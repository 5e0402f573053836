//! Section detection
//!
//! Decides which section the viewer is in from a text fragment, the page
//! number, and optional viewport or hover context. Detection only proposes
//! candidates; applying them is up to the caller.
//!
//! Pipeline: primary scorers → arbitration → heading fallback or dynamic
//! synthesis when no text-backed candidate is confident enough.

pub mod scorers;
pub mod similarity;

use crate::config::DetectorConfig;
use crate::geometry::{primary_visible_page, GeometryProvider, VisiblePage};
use crate::index::SectionIndex;
use crate::text::{PageStructure, TextCache};
use crate::types::{DetectionCandidate, DetectionMethod, Section};
use log::{debug, info};
use scorers::{arbitrate, DetectionInput, ScoringContext, FALLBACK_SCORERS, PRIMARY_SCORERS};
use similarity::similarity;

pub use scorers::{score_heading_similarity, score_page_mapping, score_title_match};

/// Characters of heading text used in a dynamic section id
const DYNAMIC_ID_CHARS: usize = 20;

/// Typographic evidence that a fragment is a heading
#[derive(Debug, Clone, Copy, PartialEq, Default)]
pub struct HeadingHint {
    /// Rendered font size or glyph height
    pub font_size: f64,
    pub bold: bool,
}

/// Multi-signal section detector
#[derive(Debug, Clone, Default)]
pub struct SectionDetector {
    config: DetectorConfig,
}

impl SectionDetector {
    pub fn new(config: DetectorConfig) -> Self {
        Self { config }
    }

    pub fn config(&self) -> &DetectorConfig {
        &self.config
    }

    /// Detect the section for `fragment` observed on `page`.
    ///
    /// With a heading-like `hint` and no confident text match, a dynamic
    /// section may be synthesized and registered in `index`.
    pub fn detect(
        &self,
        index: &mut SectionIndex,
        page_text: Option<&PageStructure>,
        fragment: &str,
        page: u32,
        hint: Option<&HeadingHint>,
    ) -> Option<DetectionCandidate> {
        if !index.contains_page(page) {
            debug!("Detection skipped: page {} outside document", page);
            return None;
        }
        let input = DetectionInput::new(fragment, page);

        {
            let ctx = ScoringContext {
                index: &*index,
                page_text,
                config: &self.config,
            };
            let candidates: Vec<DetectionCandidate> =
                PRIMARY_SCORERS.iter().filter_map(|score| score(&input, &ctx)).collect();
            let text_backed = candidates.iter().any(|c| {
                c.method != DetectionMethod::PageMapping && c.confidence >= self.config.min_confidence
            });
            let best = arbitrate(candidates, self.config.min_confidence);
            if text_backed || !input.has_text() {
                return best;
            }

            let heading_like = hint.is_some_and(|h| self.is_heading_like(input.fragment, h));
            if !heading_like {
                let fallback = arbitrate(
                    FALLBACK_SCORERS.iter().filter_map(|score| score(&input, &ctx)),
                    self.config.min_confidence,
                );
                return fallback.or(best);
            }
        }

        Some(self.match_or_synthesize(index, input.fragment, page))
    }

    /// Heading-likeness of a fragment: large font +2, bold +1, short +1; a
    /// heading scores at least 2 and is either tall or brief
    pub fn is_heading_like(&self, fragment: &str, hint: &HeadingHint) -> bool {
        let chars = fragment.trim().chars().count();
        if chars < 3 {
            return false;
        }
        let large = hint.font_size > self.config.large_font;
        let score = if large { 2 } else { 0 }
            + u32::from(hint.bold)
            + u32::from(chars < self.config.short_heading_chars);

        score >= 2 && (large || chars < self.config.dynamic_max_chars)
    }

    /// Match a heading against the page's sections by title similarity, or
    /// create a dynamic section for it
    fn match_or_synthesize(
        &self,
        index: &mut SectionIndex,
        heading: &str,
        page: u32,
    ) -> DetectionCandidate {
        match self.match_heading(index, heading, page) {
            Some(candidate) => candidate,
            None => self.synthesize(index, heading, page),
        }
    }

    fn match_heading(
        &self,
        index: &SectionIndex,
        heading: &str,
        page: u32,
    ) -> Option<DetectionCandidate> {
        let threshold = self.config.heading_similarity_threshold;
        let matched = index
            .sections_on_page(page)
            .into_iter()
            .map(|s| (s, similarity(heading, &s.title)))
            .filter(|(_, sim)| *sim >= threshold)
            .fold(None, |best: Option<(&Section, f64)>, (s, sim)| match best {
                Some((_, b)) if b >= sim => best,
                _ => Some((s, sim)),
            });
        matched.map(|(section, sim)| DetectionCandidate {
            section: section.clone(),
            confidence: (sim * self.config.heading_similarity_weight).clamp(0.0, 1.0),
            method: DetectionMethod::HeadingSimilarity,
        })
    }

    fn synthesize(&self, index: &mut SectionIndex, heading: &str, page: u32) -> DetectionCandidate {
        let id = dynamic_section_id(page, heading);
        let section = match index.get(&id.as_str().into()) {
            Some(existing) => existing.clone(),
            None => {
                let section = Section::dynamic(id, heading.trim(), page);
                index.add_dynamic(section.clone());
                info!("Created dynamic section: {} (page {})", section.title, page);
                section
            }
        };

        DetectionCandidate {
            section,
            confidence: self.config.dynamic_confidence,
            method: DetectionMethod::DynamicSynthesis,
        }
    }

    /// Detect from what is on screen.
    ///
    /// The most visible page decides. An unambiguous page maps straight to its
    /// section; otherwise the page's visible text is matched, falling back to
    /// the page's first section.
    pub fn detect_from_viewport(
        &self,
        index: &mut SectionIndex,
        texts: &TextCache,
        visible: &[VisiblePage],
        geometry: &dyn GeometryProvider,
    ) -> Option<DetectionCandidate> {
        let primary = primary_visible_page(visible)?;
        let page = primary.page;

        let (first, count) = {
            let sections = index.sections_on_page(page);
            (sections.first().map(|s| (*s).clone())?, sections.len())
        };
        if count == 1 {
            return Some(DetectionCandidate {
                section: first,
                confidence: self.config.page_mapping_confidence,
                method: DetectionMethod::PageMapping,
            });
        }

        if let Some(text) = geometry.text_in_region(page, None) {
            if let Some(candidate) = self.detect(index, texts.get(page), &text, page, None) {
                if candidate.confidence >= self.config.viewport_accept {
                    return Some(candidate);
                }
            }
        }

        debug!("Ambiguous page {} ({} sections), using first", page, count);
        Some(DetectionCandidate {
            section: first,
            confidence: self.config.page_mapping_confidence / count as f64,
            method: DetectionMethod::PageMapping,
        })
    }

    /// Detect from hovered text at vertical position `y`.
    ///
    /// Text-backed matches of the hovered text win; otherwise the closest
    /// heading above the pointer is matched or turned into a dynamic section.
    pub fn detect_from_hover(
        &self,
        index: &mut SectionIndex,
        page_text: Option<&PageStructure>,
        page: u32,
        hover_text: &str,
        y: f64,
    ) -> Option<DetectionCandidate> {
        if let Some(candidate) = self.detect(index, page_text, hover_text, page, None) {
            if candidate.method != DetectionMethod::PageMapping
                && candidate.confidence >= self.config.hover_accept
            {
                return Some(candidate);
            }
        }

        let heading = page_text?.closest_heading_above(y, self.config.hover_slack)?;
        if let Some(candidate) = self.match_heading(index, &heading.text, page) {
            return Some(candidate);
        }
        // structured headings only need to be tall or brief here
        let chars = heading.text.trim().chars().count();
        if heading.height > self.config.large_font || chars < self.config.dynamic_max_chars {
            Some(self.synthesize(index, &heading.text, page))
        } else {
            debug!("Hover heading on page {} too weak to synthesize", page);
            None
        }
    }
}

/// `dynamic_section_{page}_{slug}` where the slug is the first characters of
/// the heading, lowercased, with everything but ASCII alphanumerics replaced
pub fn dynamic_section_id(page: u32, heading: &str) -> String {
    let slug: String = heading
        .trim()
        .chars()
        .take(DYNAMIC_ID_CHARS)
        .map(|c| {
            if c.is_ascii_alphanumeric() {
                c.to_ascii_lowercase()
            } else {
                '_'
            }
        })
        .collect();
    format!("dynamic_section_{}_{}", page, slug)
}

________________

ABOUT THIS EXERCISE:
Look above for the line containing "heading on page"; copy from it through the last line, exactly, and nothing more.

EXERCISE OUTPUT:
            debug!("Hover heading on page {} too weak to synthesize", page);
            None
        }
    }
}

/// `dynamic_section_{page}_{slug}` where the slug is the first characters of
/// the heading, lowercased, with everything but ASCII alphanumerics replaced
pub fn dynamic_section_id(page: u32, heading: &str) -> String {
    let slug: String = heading
        .trim()
        .chars()
        .take(DYNAMIC_ID_CHARS)
        .map(|c| {
            if c.is_ascii_alphanumeric() {
                c.to_ascii_lowercase()
            } else {
                '_'
            }
        })
        .collect();
    format!("dynamic_section_{}_{}", page, slug)
}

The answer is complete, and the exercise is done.